Qualche anno fa ci credevano in pochi. Anzi, i più la consideravano destinata a morte certa. Invece, a sorpresa, l’industria tessile italiana sta tornando protagonista dopo che negli altri Paesi europei è stata spazzata via. “E’ un grande patrimonio nazionale che dobbiamo cercare di preservare” ha detto Marco Vitale, economista d’azienda, all’inaugurazione della XIV edizione di Milano Unica, il Salone del tessile che resterà aperto fino al 9 febbraio.
Due dati, in particolare, confermano l’importanza della tessitura: il primo è che pur pesando solo per il 16% del fatturato complessivo dell’intera filiera del tessile-abbigliamento contribuisce per il 40% all’attivo della bilancia commerciale di settore; il secondo, una sorpresa rispetto alla percezione diffusa, è che in Paesi come la Cina, la Turchia o il Brasile l’export di tessuti non solo registra una crescita significativa (a due cifre nel caso di Cina e Turchia) ma ha raggiunto un peso superiore all’export di abbigliamento.
Mentre nei mercati tradizionali, come Germania, Francia e Stati Uniti, l’andamento delle esportazioni è tendenzialmente in calo. “Credo che sia giusto sottolineare questi dati – ha detto Silvio Albini, presidente di Milano Unica – non per innescare una competizione fuori luogo ma per ribadire il valore della filiera e la necessità di salvaguardare la sua integrità”.
“Non c’è nulla di più strategico della cooperazione”, riconosce Michele Tronconi, presidente di Sistema moda Italia, che però avverte: “Nel 2011 si è ulteriormente allargata la forbice tra chi va bene e chi non riesce a riprendersi: molte aziende rischiano di scivolare, c’è una forte instabilità nel settore del tessile-abbigliamento. Per questo è importante che il Governo ora passi dalla medicina al ricostituente”.
Si parla invece di “cauto ottimismo” per le aziende del lusso, quelle riunite nell’associazione Altagamma, secondo la quale le prime stime per quest’anno, dopo un 2011 da record, indicano una crescita appena discreta in Europa e in Nord America, ma a doppia cifra in Asia; a tirare sono soprattutto gli accessori (scarpe e borse) e l’abbigliamento da uomo (in Cina quest’ultimo ha raggiunto quello da donna, 24 miliardi di euro entrambi). Solo in Russia e nord Europa prevale ancora l’abbigliamento.
Ciò non toglie che siamo di fronte a “una crisi epocale”, come la definisce Vitale (“se ne sono accorti anche gli economisti più tetragoni”). Significa che cambia il modo di operare, di pensare, cambia la faccia del mondo. Quindi? “L’approccio giusto è riflettere su alcuni punti fermi per meglio indirizzare il cammino”.

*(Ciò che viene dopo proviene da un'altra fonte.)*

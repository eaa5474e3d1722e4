//! Which calendar days are on screen, and the fixed 06:00–22:00 band inside
//! each of them.
//!
//! Dates within a week of either end of the calendar are pulled inward before
//! a window is built, so every window resolves without overflowing.

use chrono::{Datelike, Days, Duration, NaiveDate, NaiveDateTime, NaiveTime};
use serde::{Deserialize, Serialize};

/// First visible hour of the band (inclusive).
pub const VISIBLE_START_HOUR: u32 = 6;
/// Last visible hour of the band (exclusive edge of the grid).
pub const VISIBLE_END_HOUR: u32 = 22;
/// Width of the band in hours.
pub const BAND_HOURS: f64 = (VISIBLE_END_HOUR - VISIBLE_START_HOUR) as f64;

/// Browse shows one day of paginated aircraft; Search shows one week of
/// filtered bookings.
#[derive(Debug, Clone, Copy, PartialEq, Eq, Hash, Serialize, Deserialize)]
pub enum ViewMode {
    Browse,
    Search,
}

impl ViewMode {
    pub fn label(self) -> &'static str {
        match self {
            ViewMode::Browse => "Daily",
            ViewMode::Search => "Weekly",
        }
    }
}

/// One calendar day with its visible band.
#[derive(Debug, Clone, Copy, PartialEq, Eq, Serialize, Deserialize)]
pub struct DayWindow {
    pub day: NaiveDate,
    pub day_start: NaiveDateTime,
    pub day_end: NaiveDateTime,
}

impl DayWindow {
    pub fn new(day: NaiveDate) -> Self {
        let day_start = day.and_time(NaiveTime::MIN);
        Self {
            day,
            day_start,
            day_end: day_start
                .checked_add_signed(Duration::days(1))
                .unwrap_or(NaiveDateTime::MAX),
        }
    }

    /// 06:00 on this day.
    pub fn band_start(&self) -> NaiveDateTime {
        self.day_start + Duration::hours(i64::from(VISIBLE_START_HOUR))
    }

    /// 22:00 on this day.
    pub fn band_end(&self) -> NaiveDateTime {
        self.day_start + Duration::hours(i64::from(VISIBLE_END_HOUR))
    }

    /// Hours from the band start to `t`; negative before 06:00.
    pub fn hours_from_band_start(&self, t: NaiveDateTime) -> f64 {
        (t - self.band_start()).num_seconds() as f64 / 3600.0
    }

    /// Offset from Monday, 0..=6.
    pub fn weekday_offset(&self) -> usize {
        self.day.weekday().num_days_from_monday() as usize
    }
}

/// Resolved window for a render pass: a single day (Browse) or the seven
/// Monday-anchored days of a week (Search).
#[derive(Debug, Clone, PartialEq, Eq, Serialize, Deserialize)]
pub enum TimeWindow {
    Daily(DayWindow),
    Weekly([DayWindow; 7]),
}

impl TimeWindow {
    pub fn days(&self) -> &[DayWindow] {
        match self {
            TimeWindow::Daily(day) => std::slice::from_ref(day),
            TimeWindow::Weekly(days) => days,
        }
    }

    pub fn first_day(&self) -> NaiveDate {
        self.days()[0].day
    }

    pub fn last_day(&self) -> NaiveDate {
        self.days()[self.days().len() - 1].day
    }
}

/// Days kept clear of each end of the calendar.
const CALENDAR_MARGIN_DAYS: u64 = 7;

/// Whether a full week around `date` exists in the calendar, so both a
/// daily and a weekly window can be built for it.
pub fn is_renderable(date: NaiveDate) -> bool {
    let margin = Days::new(CALENDAR_MARGIN_DAYS);
    date.checked_sub_days(margin).is_some() && date.checked_add_days(margin).is_some()
}

/// `date`, or the nearest renderable date when it sits at a calendar edge.
pub fn clamp_renderable(date: NaiveDate) -> NaiveDate {
    if is_renderable(date) {
        return date;
    }
    let margin = Days::new(CALENDAR_MARGIN_DAYS);
    let edge = if date.year() < 0 {
        NaiveDate::MIN.checked_add_days(margin)
    } else {
        NaiveDate::MAX.checked_sub_days(margin)
    };
    edge.unwrap_or(date)
}

/// Monday of the week containing `date`. Saturates at the start of the
/// calendar.
pub fn week_start(date: NaiveDate) -> NaiveDate {
    let back = Days::new(u64::from(date.weekday().num_days_from_monday()));
    date.checked_sub_days(back).unwrap_or(NaiveDate::MIN)
}

/// Resolve the window for a mode and reference date. Pure.
pub fn resolve_window(mode: ViewMode, reference_date: NaiveDate) -> TimeWindow {
    let reference = clamp_renderable(reference_date);
    match mode {
        ViewMode::Browse => TimeWindow::Daily(DayWindow::new(reference)),
        ViewMode::Search => {
            let monday = week_start(reference);
            TimeWindow::Weekly(std::array::from_fn(|i| {
                let day = monday
                    .checked_add_days(Days::new(i as u64))
                    .unwrap_or(NaiveDate::MAX);
                DayWindow::new(day)
            }))
        }
    }
}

E dunque: 1) la crisi epocale durerà a lungo. 2) Ci saranno però molte differenze, più di quante ce ne fossero prima, tra economie stagnanti ed economie in fase di sviluppo. 3) L’offerta italiana di prodotti di lusso e del tessile abbigliamento è piccola mentre ci sono sacche di sviluppo enormi: questi spazi vanno conquistati interpretando gusti e bisogni dei consumatori. 4) Occorre una strategia duale: di difesa sul fronte finanziario, di attacco sul fronte del prodotto e dei mercati. 5) Le risorse finanziarie sono e saranno sempre meno.
Chiarite le regole del gioco non resta che affrontare la sfida. E l’industria italiana della moda ha le carte per vincerla.